*** LISTED ENTRIES ***
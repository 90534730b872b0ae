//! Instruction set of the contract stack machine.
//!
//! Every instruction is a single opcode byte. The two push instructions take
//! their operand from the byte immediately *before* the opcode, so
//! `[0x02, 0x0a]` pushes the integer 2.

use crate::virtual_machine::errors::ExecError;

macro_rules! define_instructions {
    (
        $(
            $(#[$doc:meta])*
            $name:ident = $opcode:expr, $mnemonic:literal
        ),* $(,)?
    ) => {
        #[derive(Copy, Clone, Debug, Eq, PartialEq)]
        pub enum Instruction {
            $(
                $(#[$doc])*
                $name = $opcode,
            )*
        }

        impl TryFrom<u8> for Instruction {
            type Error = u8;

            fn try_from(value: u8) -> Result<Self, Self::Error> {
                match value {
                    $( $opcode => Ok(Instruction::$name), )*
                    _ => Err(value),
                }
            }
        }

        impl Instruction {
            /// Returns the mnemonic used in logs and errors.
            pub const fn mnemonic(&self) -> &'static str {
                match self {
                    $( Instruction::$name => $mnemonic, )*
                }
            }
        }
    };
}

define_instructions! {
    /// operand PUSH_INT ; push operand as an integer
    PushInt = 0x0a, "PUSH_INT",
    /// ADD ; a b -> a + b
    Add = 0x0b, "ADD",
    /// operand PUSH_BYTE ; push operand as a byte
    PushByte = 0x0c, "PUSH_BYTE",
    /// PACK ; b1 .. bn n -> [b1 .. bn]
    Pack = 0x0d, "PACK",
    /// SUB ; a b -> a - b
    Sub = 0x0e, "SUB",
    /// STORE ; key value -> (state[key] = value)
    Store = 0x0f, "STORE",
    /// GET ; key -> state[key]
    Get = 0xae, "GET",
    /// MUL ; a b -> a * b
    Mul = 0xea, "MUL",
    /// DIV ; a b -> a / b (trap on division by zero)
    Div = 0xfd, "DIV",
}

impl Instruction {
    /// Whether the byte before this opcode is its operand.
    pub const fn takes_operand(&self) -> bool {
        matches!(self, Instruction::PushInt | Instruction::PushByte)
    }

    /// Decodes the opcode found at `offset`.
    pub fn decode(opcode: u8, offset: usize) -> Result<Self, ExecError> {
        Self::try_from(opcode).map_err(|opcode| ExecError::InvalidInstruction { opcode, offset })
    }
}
*** End of LISTED ENTRIES ***
| PROBLEM REQUIREMENTS |
Write out each line above that contains the word "offset".

| RESULT OF THE EXERCISE |
    /// Decodes the opcode found at `offset`.
    pub fn decode(opcode: u8, offset: usize) -> Result<Self, ExecError> {
        Self::try_from(opcode).map_err(|opcode| ExecError::InvalidInstruction { opcode, offset })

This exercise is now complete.